Revue de presse
"Michael Crichton fans will go ape for this fascinating [book]."
—PEOPLE (3 stars out of 4)
"What does it mean to be human? This question is at the heart of Gonzales’ multifaceted tale. . . Gonzales poses some big questions that readers will think about long after turning the last page. Lucy is a great read—and not just for adults. It’s not classified as a young adult novel, but it could easily become a YA hit as well as a best-seller in the general fiction market."
—Teresa Budasi, Chicago Sun-Times
"Eminently believable . . . both heartbreaking and heartwarming, hard to put down and hard to forget.
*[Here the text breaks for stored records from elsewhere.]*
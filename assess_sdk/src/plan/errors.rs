use crate::assessments::RuleError;
use std::path::PathBuf;

#[derive(Debug, thiserror::Error)]
pub enum PlanError {
    #[error("Cannot read plan {}: {source}", .path.display())]
    Io {
        path: PathBuf,
        #[source]
        source: std::io::Error,
    },

    #[error("Invalid plan TOML: {0}")]
    Toml(#[from] toml::de::Error),

    #[error("Plan declares no assessments")]
    Empty,

    #[error("Assessment '{assessment}': {source}")]
    Rule {
        assessment: String,
        #[source]
        source: RuleError,
    },
}
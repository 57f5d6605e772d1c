use super::errors::{AssessmentError, CheckError};
use super::traits::{Assessment, AssessmentId};
use crate::builder::AssessmentResultBuilder;
use crate::types::Document;
use std::path::{Path, PathBuf};
use std::sync::Arc;

/// Ensures an output directory exists before delegating to the wrapped check
///
/// Shares the delegate's identity; it is the same assessment with an output
/// location attached.
pub struct ResultDirectoryAssessment {
    delegate: Arc<dyn Assessment>,
    directory: PathBuf,
}

impl ResultDirectoryAssessment {
    pub fn new(delegate: Arc<dyn Assessment>, directory: impl Into<PathBuf>) -> Self {
        Self {
            delegate,
            directory: directory.into(),
        }
    }

    pub fn result_directory(&self) -> &Path {
        &self.directory
    }

    fn ensure_directory(&self) -> Result<(), AssessmentError> {
        std::fs::create_dir_all(&self.directory).map_err(|source| {
            AssessmentError::ResultDirectory {
                assessment: self.name(true),
                path: self.directory.clone(),
                source,
            }
        })
    }
}

impl Assessment for ResultDirectoryAssessment {
    fn id(&self) -> AssessmentId {
        self.delegate.id()
    }

    fn assessment_type(&self) -> &str {
        self.delegate.assessment_type()
    }

    fn execute(
        &self,
        document: &dyn Document,
        builder: &dyn AssessmentResultBuilder,
    ) -> Result<(), CheckError> {
        self.ensure_directory()?;
        self.delegate.execute(document, builder)
    }
}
It is original like Lucy."
—The Associated Press
“[Gonzales has] Crichton’s gift for page-turning storytelling, but also a vivid, literary-grade prose style, and a knack for getting inside his characters’ heads.”
—Entertainment Weekly (EW gave it an ‘A’)
“A fast-paced, thought-engendering book you’ll keep on reading, through heat or cold, rain or snow or sleet.”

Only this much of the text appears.